Grenzen des Sprachverfalls

Das Deutsche verarmt in den neuen Medien zu einer „Recycling-Sprache“, sagt Hans Zehetmair, der Vorsitzende des deutschen Rechtschreibrats.
Das Deutsche verarmt in den neuen Medien zu einer „Recycling-Sprache“, sagt Hans Zehetmair, der Vorsitzende des deutschen Rechtschreibrats.
Foto: Ronald Wittek/dpa

Die bekennende SMS-Süchtige Angela Merkel hat noch keine erkennbaren Sprachverfalls-Symptome entwickelt. Weder in Regierungserklärungen noch in Gipfelkommuniqués oder Parteitagsreden.

Ja, die richtigen Worte zu finden, sie korrekt hinterein­anderzusetzen und dann auch so zu schreiben wie das Wörterbuch, fällt jungen Menschen heute schwerer denn je. Aber die Ursache dafür in den Kurznachrichten der Smartphone-Welt zu ­sehen, wäre ein Kurzschluss. Ein Deutschunterricht, der zu wenig Deutschkenntnis vermittelt, die dubiosen Sprach-Vorbilder der Privatsender – der Ursachen sind viele.

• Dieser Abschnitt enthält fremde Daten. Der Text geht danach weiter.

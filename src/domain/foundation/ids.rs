//! Strongly-typed identifier value objects.

use serde::{Deserialize, Serialize};
use std::fmt;
use std::str::FromStr;
use uuid::Uuid;

macro_rules! uuid_id {
    ($(#[$doc:meta])* $name:ident) => {
        $(#[$doc])*
        #[derive(Debug, Clone, Copy, PartialEq, Eq, Hash, Serialize, Deserialize)]
        #[serde(transparent)]
        pub struct $name(Uuid);

        impl $name {
            /// Creates a new random identifier.
            pub fn new() -> Self {
                Self(Uuid::new_v4())
            }

            /// Creates an identifier from an existing UUID.
            pub fn from_uuid(uuid: Uuid) -> Self {
                Self(uuid)
            }

            /// Returns the inner UUID.
            pub fn as_uuid(&self) -> &Uuid {
                &self.0
            }
        }

        impl Default for $name {
            fn default() -> Self {
                Self::new()
            }
        }

        impl fmt::Display for $name {
            fn fmt(&self, f: &mut fmt::Formatter<'_>) -> fmt::Result {
                write!(f, "{}", self.0)
            }
        }

        impl FromStr for $name {
            type Err = uuid::Error;

            fn from_str(s: &str) -> Result<Self, Self::Err> {
                Ok(Self(Uuid::parse_str(s)?))
            }
        }
    };
}

uuid_id! {
    /// Unique identifier for a booking, assigned at creation.
    BookingId
}

uuid_id! {
    /// Unique identifier for a user record.
    UserId
}

uuid_id! {
    /// Unique identifier for a doctor catalog entry.
    DoctorId
}

uuid_id! {
    /// Unique identifier for an appointment option in the catalog.
    OptionId
}

#[cfg(test)]
mod tests {
    use super::*;

    #[test]
    fn new_ids_are_unique() {
        assert_ne!(BookingId::new(), BookingId::new());
    }

    #[test]
    fn id_round_trips_through_string() {
        let id = UserId::new();
        let parsed: UserId = id.to_string().parse().unwrap();
        assert_eq!(id, parsed);
    }

    #[test]
    fn id_rejects_malformed_string() {
        assert!("not-a-uuid".parse::<BookingId>().is_err());
    }

    #[test]
    fn id_serializes_transparently() {
        let id = DoctorId::new();
        let json = serde_json::to_string(&id).unwrap();
        assert_eq!(json, format!("\"{}\"", id));
    }
}
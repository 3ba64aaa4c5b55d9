//! HTTP handlers for bookings.

use axum::extract::{Path, Query, State};
use axum::Json;

use crate::adapters::http::middleware::RequireAuth;
use crate::adapters::http::{ApiError, AppState};
use crate::application::handlers::booking::{
    CreateBookingCommand, CreateBookingHandler, GetBookingHandler, GetBookingQuery,
    ListUserBookingsHandler, ListUserBookingsQuery,
};
use crate::domain::booking::CreateBookingOutcome;
use crate::domain::foundation::BookingId;

use super::dto::{BookingListParams, BookingResponse, CreateBookingRequest, CreateBookingResponse};

/// `GET /bookings?email=...` - a user's own bookings.
///
/// Requires a session; the owner-match rule turns a foreign email into 403.
pub async fn list_bookings(
    State(state): State<AppState>,
    RequireAuth(identity): RequireAuth,
    Query(params): Query<BookingListParams>,
) -> Result<Json<Vec<BookingResponse>>, ApiError> {
    let handler = ListUserBookingsHandler::new(state.bookings.clone());
    let bookings = handler
        .handle(&identity, ListUserBookingsQuery { email: params.email })
        .await?;

    Ok(Json(bookings.into_iter().map(Into::into).collect()))
}

/// `GET /bookings/:id` - a single booking, `null` when unknown.
pub async fn get_booking(
    State(state): State<AppState>,
    Path(id): Path<BookingId>,
) -> Result<Json<Option<BookingResponse>>, ApiError> {
    let handler = GetBookingHandler::new(state.bookings.clone());
    let booking = handler.handle(GetBookingQuery { booking_id: id }).await?;

    Ok(Json(booking.map(Into::into)))
}

/// `POST /bookings` - create a booking, enforcing the uniqueness rule.
pub async fn create_booking(
    State(state): State<AppState>,
    Json(request): Json<CreateBookingRequest>,
) -> Result<Json<CreateBookingResponse>, ApiError> {
    let handler = CreateBookingHandler::new(state.bookings.clone());
    let outcome = handler
        .handle(CreateBookingCommand {
            candidate: request.into(),
        })
        .await?;

    let response = match outcome {
        CreateBookingOutcome::Created(booking) => CreateBookingResponse::created(booking.id),
        CreateBookingOutcome::Rejected { message } => CreateBookingResponse::rejected(message),
    };

    Ok(Json(response))
}
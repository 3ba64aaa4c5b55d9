//! Appointment catalog and slot-availability computation.

mod availability;
mod option;

pub use availability::{compute_availability, distinct_treatment_names};
pub use option::AppointmentOption;
//! In-memory booking store with the same uniqueness guarantee as Postgres.

use std::sync::Mutex;

use async_trait::async_trait;

use crate::domain::booking::Booking;
use crate::domain::foundation::{BookingId, DomainError};
use crate::ports::{BookingInsert, BookingRepository};

/// Mutex-guarded booking vector. The lock spans the duplicate check and the
/// push, which is what makes `insert_unique` atomic here.
#[derive(Default)]
pub struct InMemoryBookingRepository {
    bookings: Mutex<Vec<Booking>>,
}

impl InMemoryBookingRepository {
    pub fn new() -> Self {
        Self::default()
    }
}

#[async_trait]
impl BookingRepository for InMemoryBookingRepository {
    async fn insert_unique(&self, booking: &Booking) -> Result<BookingInsert, DomainError> {
        let mut bookings = self.bookings.lock().unwrap();
        let duplicate = bookings.iter().any(|existing| {
            existing.email == booking.email
                && existing.appointment_date == booking.appointment_date
                && existing.treatment == booking.treatment
        });
        if duplicate {
            return Ok(BookingInsert::Duplicate);
        }
        bookings.push(booking.clone());
        Ok(BookingInsert::Inserted)
    }

    async fn find_by_id(&self, id: &BookingId) -> Result<Option<Booking>, DomainError> {
        Ok(self
            .bookings
            .lock()
            .unwrap()
            .iter()
            .find(|b| b.id == *id)
            .cloned())
    }

    async fn list_by_email(&self, email: &str) -> Result<Vec<Booking>, DomainError> {
        Ok(self
            .bookings
            .lock()
            .unwrap()
            .iter()
            .filter(|b| b.email == email)
            .cloned()
            .collect())
    }

    async fn list_by_date(&self, date: &str) -> Result<Vec<Booking>, DomainError> {
        Ok(self
            .bookings
            .lock()
            .unwrap()
            .iter()
            .filter(|b| b.appointment_date == date)
            .cloned()
            .collect())
    }
}
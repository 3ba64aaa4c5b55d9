//! Fixed in-memory appointment catalog.

use async_trait::async_trait;

use crate::domain::foundation::DomainError;
use crate::domain::scheduling::AppointmentOption;
use crate::ports::CatalogReader;

/// Catalog reader over a fixed option list.
pub struct InMemoryCatalog {
    options: Vec<AppointmentOption>,
}

impl InMemoryCatalog {
    pub fn new(options: Vec<AppointmentOption>) -> Self {
        Self { options }
    }
}

#[async_trait]
impl CatalogReader for InMemoryCatalog {
    async fn list_options(&self) -> Result<Vec<AppointmentOption>, DomainError> {
        Ok(self.options.clone())
    }
}
//! Routers for the booking endpoints.

use axum::{
    routing::{get, post},
    Router,
};

use crate::adapters::http::AppState;

use super::handlers::{create_booking, get_booking, list_bookings};

/// Create the open booking router.
///
/// # Routes
/// - `GET /bookings/:id` - fetch one booking
/// - `POST /bookings` - create a booking
pub fn routes() -> Router<AppState> {
    Router::new()
        .route("/bookings", post(create_booking))
        .route("/bookings/:id", get(get_booking))
}

/// Create the session-only booking router; the caller layers the auth
/// middleware over it.
///
/// # Routes
/// - `GET /bookings?email=` - list a user's bookings (session + owner-match)
pub fn session_routes() -> Router<AppState> {
    Router::new().route("/bookings", get(list_bookings))
}
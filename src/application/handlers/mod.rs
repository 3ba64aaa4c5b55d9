//! Command and query handlers orchestrating the ports.

pub mod availability;
pub mod booking;
pub mod doctor;
pub mod payment;
pub mod user;
//! Doctor catalog port.

use async_trait::async_trait;

use crate::domain::doctor::{Doctor, NewDoctor};
use crate::domain::foundation::{DoctorId, DomainError};

/// CRUD over the doctor catalog. All mutations are admin-gated upstream.
#[async_trait]
pub trait DoctorRepository: Send + Sync {
    /// Lists every doctor in the catalog.
    async fn list(&self) -> Result<Vec<Doctor>, DomainError>;

    /// Persists a new doctor and returns the stored record.
    async fn insert(&self, doctor: NewDoctor) -> Result<Doctor, DomainError>;

    /// Deletes the doctor with `id`; returns whether a record was removed.
    async fn delete(&self, id: &DoctorId) -> Result<bool, DomainError>;
}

Als Gruppe haben sich Jugendliche stets mit einer eigenen Sprache von Älteren abgegrenzt. Mit denen sprechen sie anders. Am Ende sind es also die Eltern, die Schulen, sind wir es, die an den Standards einer Hochsprache festhalten müssen. Dann wird es die Jugend auch tun. Spätestens, wenn sie erwachsen ist.